Latin America’s Problematic Statues
The U.S. most certainly has a lot of problematic statues. But so does Latin America and that reflects the history of racism and genocide just as profound there as here. Moreover, the cultural politics over these things are also rife with dissension. After all, Jair Bolsonaro is president of Brazil largely for the same reasons that Donald Trump is president of the United States–the fascism of white (or whiter) people. So what to do?
Wires and guards have been deployed in São Paulo – to protect a statue. Borba Gato is considered one of Brazil’s more prominent bandeirantes, who were marauders that expanded the borders of colonial Brazil hunting and enslaving indigenous people.

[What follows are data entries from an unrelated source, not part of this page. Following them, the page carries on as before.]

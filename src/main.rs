use anyhow::{bail, Context, Result};
use clap::Parser;
use flexi_logger::{Logger, LoggerHandle};
use jkbms_lib::protocol::{DecodedGroup, RegisterGroup};
use log::*;
use std::{ops::Deref, panic};

mod commandline;

use commandline::{CliArgs, OutputFormat};

fn logging_init(loglevel: LevelFilter) -> LoggerHandle {
    let log_handle = Logger::try_with_env_or_str(loglevel.as_str())
        .expect("Cannot init logging")
        .start()
        .expect("Cannot start logging");

    panic::set_hook(Box::new(|panic_info| {
        let (filename, line, column) = panic_info
            .location()
            .map(|loc| (loc.file(), loc.line(), loc.column()))
            .unwrap_or(("<unknown>", 0, 0));
        let cause = panic_info
            .payload()
            .downcast_ref::<String>()
            .map(String::deref);
        let cause = cause.unwrap_or_else(|| {
            panic_info
                .payload()
                .downcast_ref::<&str>()
                .copied()
                .unwrap_or("<cause unknown>")
        });

        error!(
            "Thread '{}' panicked at {}:{}:{}: {}",
            std::thread::current().name().unwrap_or("<unknown>"),
            filename,
            line,
            column,
            cause
        );
    }));
    log_handle
}

fn print_group(group: &DecodedGroup, format: OutputFormat) -> Result<()> {
    match format {
        OutputFormat::Text => {
            for field in &group.fields {
                println!("{field}");
            }
        }
        OutputFormat::Json => println!(
            "{}",
            serde_json::to_string(group).with_context(|| "Cannot serialize register group")?
        ),
    }
    Ok(())
}

fn main() -> Result<()> {
    let args = CliArgs::parse();

    let _log_handle = logging_init(args.verbose.log_level_filter());

    let mut bms = jkbms_lib::serialport::JkBms::new(&args.device, args.baud_rate, args.address)
        .with_context(|| format!("Cannot connect to BMS {} on '{}'", args.address, args.device))?;
    bms.set_timeout(args.timeout)?;
    bms.set_delay(args.delay);

    let mut failed: Vec<RegisterGroup> = Vec::new();
    for (group, outcome) in bms.read_all() {
        match outcome {
            Ok(decoded) => {
                print_group(&decoded, args.format)?;
                if let Err(err) = decoded.check_complete() {
                    error!("{err}");
                    failed.push(group);
                }
            }
            Err(err) => {
                error!("Cannot read {group} registers: {err}");
                failed.push(group);
            }
        }
    }

    if !failed.is_empty() {
        bail!("Reading failed for: {failed:?}");
    }
    Ok(())
}
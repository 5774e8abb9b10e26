//! Table driven CRC-16 as used by Modbus RTU (reflected, polynomial 0xA001, init 0xFFFF).

const CRC_INIT: u16 = 0xFFFF;

#[rustfmt::skip]
const CRC_TABLE: [u16; 256] = [
    0x0000, 0xC0C1, 0xC181, 0x0140, 0xC301, 0x03C0, 0x0280, 0xC241,
    0xC601, 0x06C0, 0x0780, 0xC741, 0x0500, 0xC5C1, 0xC481, 0x0440,
    0xCC01, 0x0CC0, 0x0D80, 0xCD41, 0x0F00, 0xCFC1, 0xCE81, 0x0E40,
    0x0A00, 0xCAC1, 0xCB81, 0x0B40, 0xC901, 0x09C0, 0x0880, 0xC841,
    0xD801, 0x18C0, 0x1980, 0xD941, 0x1B00, 0xDBC1, 0xDA81, 0x1A40,
    0x1E00, 0xDEC1, 0xDF81, 0x1F40, 0xDD01, 0x1DC0, 0x1C80, 0xDC41,
    0x1400, 0xD4C1, 0xD581, 0x1540, 0xD701, 0x17C0, 0x1680, 0xD641,
    0xD201, 0x12C0, 0x1380, 0xD341, 0x1100, 0xD1C1, 0xD081, 0x1040,
    0xF001, 0x30C0, 0x3180, 0xF141, 0x3300, 0xF3C1, 0xF281, 0x3240,
    0x3600, 0xF6C1, 0xF781, 0x3740, 0xF501, 0x35C0, 0x3480, 0xF441,
    0x3C00, 0xFCC1, 0xFD81, 0x3D40, 0xFF01, 0x3FC0, 0x3E80, 0xFE41,
    0xFA01, 0x3AC0, 0x3B80, 0xFB41, 0x3900, 0xF9C1, 0xF881, 0x3840,
    0x2800, 0xE8C1, 0xE981, 0x2940, 0xEB01, 0x2BC0, 0x2A80, 0xEA41,
    0xEE01, 0x2EC0, 0x2F80, 0xEF41, 0x2D00, 0xEDC1, 0xEC81, 0x2C40,
    0xE401, 0x24C0, 0x2580, 0xE541, 0x2700, 0xE7C1, 0xE681, 0x2640,
    0x2200, 0xE2C1, 0xE381, 0x2340, 0xE101, 0x21C0, 0x2080, 0xE041,
    0xA001, 0x60C0, 0x6180, 0xA141, 0x6300, 0xA3C1, 0xA281, 0x6240,
    0x6600, 0xA6C1, 0xA781, 0x6740, 0xA501, 0x65C0, 0x6480, 0xA441,
    0x6C00, 0xACC1, 0xAD81, 0x6D40, 0xAF01, 0x6FC0, 0x6E80, 0xAE41,
    0xAA01, 0x6AC0, 0x6B80, 0xAB41, 0x6900, 0xA9C1, 0xA881, 0x6840,
    0x7800, 0xB8C1, 0xB981, 0x7940, 0xBB01, 0x7BC0, 0x7A80, 0xBA41,
    0xBE01, 0x7EC0, 0x7F80, 0xBF41, 0x7D00, 0xBDC1, 0xBC81, 0x7C40,
    0xB401, 0x74C0, 0x7580, 0xB541, 0x7700, 0xB7C1, 0xB681, 0x7640,
    0x7200, 0xB2C1, 0xB381, 0x7340, 0xB101, 0x71C0, 0x7080, 0xB041,
    0x5000, 0x90C1, 0x9181, 0x5140, 0x9301, 0x53C0, 0x5280, 0x9241,
    0x9601, 0x56C0, 0x5780, 0x9741, 0x5500, 0x95C1, 0x9481, 0x5440,
    0x9C01, 0x5CC0, 0x5D80, 0x9D41, 0x5F00, 0x9FC1, 0x9E81, 0x5E40,
    0x5A00, 0x9AC1, 0x9B81, 0x5B40, 0x9901, 0x59C0, 0x5880, 0x9841,
    0x8801, 0x48C0, 0x4980, 0x8941, 0x4B00, 0x8BC1, 0x8A81, 0x4A40,
    0x4E00, 0x8EC1, 0x8F81, 0x4F40, 0x8D01, 0x4DC0, 0x4C80, 0x8C41,
    0x4400, 0x84C1, 0x8581, 0x4540, 0x8701, 0x47C0, 0x4680, 0x8641,
    0x8201, 0x42C0, 0x4380, 0x8341, 0x4100, 0x81C1, 0x8081, 0x4040,
];

/// Calculates the CRC-16 over `data`.
///
/// The result is transmitted low byte first, see [`crc16_bytes`].
pub fn crc16(data: &[u8]) -> u16 {
    data.iter().fold(CRC_INIT, |crc, byte| {
        let index = (crc ^ u16::from(*byte)) & 0x00FF;
        (crc >> 8) ^ CRC_TABLE[index as usize]
    })
}

/// Calculates the CRC-16 over `data` in wire order.
pub fn crc16_bytes(data: &[u8]) -> [u8; 2] {
    crc16(data).to_le_bytes()
}

#[cfg(test)]
mod tests {
    use super::*;

    #[test]
    fn empty_input_test() {
        assert_eq!(crc16(&[]), 0xFFFF);
    }

    #[test]
    fn known_vectors_test() {
        assert_eq!(crc16(b"123456789"), 0x4B37);
        // read holding register 0 of slave 1
        assert_eq!(crc16(&[0x01, 0x03, 0x00, 0x00, 0x00, 0x01]), 0x0A84);
        assert_eq!(crc16(&[0x01, 0x03, 0xD0, 0x00, 0x00, 0x26]), 0xD0FC);
        assert_eq!(crc16(&[0x01, 0x03, 0xD0, 0x26, 0x00, 0x19]), 0x0B5D);
        assert_eq!(
            crc16_bytes(&[0x01, 0x10, 0x16, 0x1E, 0x00, 0x01, 0x02, 0x00, 0x00]),
            [0xD2, 0x2F]
        );
    }

    #[test]
    fn table_matches_bitwise_polynomial_test() {
        for (i, entry) in CRC_TABLE.iter().enumerate() {
            let mut crc = i as u16;
            for _ in 0..8 {
                crc = if crc & 1 != 0 {
                    (crc >> 1) ^ 0xA001
                } else {
                    crc >> 1
                };
            }
            assert_eq!(*entry, crc, "table entry {i}");
        }
    }

    #[test]
    fn matches_crc16_crate_test() {
        let data: Vec<u8> = (0..=255u8).cycle().take(1000).collect();
        for len in [0, 1, 2, 7, 9, 64, 255, 1000] {
            assert_eq!(
                crc16(&data[..len]),
                crc16::State::<crc16::MODBUS>::calculate(&data[..len])
            );
        }
    }
}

Borba Gato represents “an enslaver, a kidnapper, who killed indigenous peoples and brought more enslavement to the province of São Paulo,” said Keila Grinberg, a history professor at the Federal University of Rio de Janeiro. “In Brazil, we don’t confront our past. And that is what made it possible for us to pay homage to slave traders.”
Protesters have painted over Gato’s statue before, and calls have intensified to take it down altogether. Since the statue of slave trader Edward Colston was dragged from its plinth and thrown into the River Avon in Bristol, England on June 7, inspired by protests in the U.S., the issue has again been revived — in São Paulo and across Latin America, where monuments and public spaces celebrating slave traders and slave holders are everywhere.
But Cândido Domingues, professor at the Universidade do Estado da Bahia, says Brazil is more in the “discussion phase” of what he dubbed the “Colston effect” of pulling down controversial statues. Right after the Colston statue went underwater, Domingues and a group of scholars in Salvador, Brazil’s first capital and where the population is 80% black, started to map monuments and statues dedicated to slave traffickers and slaveholders. The group plans to launch a website that also lists forgotten and unmarked places, such as the slave markets that were dispersed throughout the city.
Demands to rename spaces and monuments that honor slaveholders have been taking place in Brazil for the past two decades, according to Grinberg. But some Brazilians are developing “new historical sensibilities towards the past,” Grinberg told AQ, “calling for a change in the way we portray history in public spaces.”
In Colombia, calls across social media demand a change at President Iván Duque’s alma mater, Universidad Sergio Arboleda, named after a slaveholder, and officials in Cali are themselves proposing to relocate a statue of a conquistador from a public space to a reconciliation memorial.
The debate about these and other controversial statues is more of a “discussion about the present, not about the past,” said Grinberg. “Monuments and memorials are a way of punctuating particular histories— when people engage with them, they open up important conversations,” said Katherine Hite, a professor of political science at Vassar College who focuses on the politics of memory.
This is an interesting 2018 story about how this has played out in Mexico with a statue of Hernan Cortes in Mexico City. Of course, Mexico’s big famous writers like Octavio Paz and Carlos Fuentes were all about it. In any case, these issues of what history means to us today are not just a debate within the United States.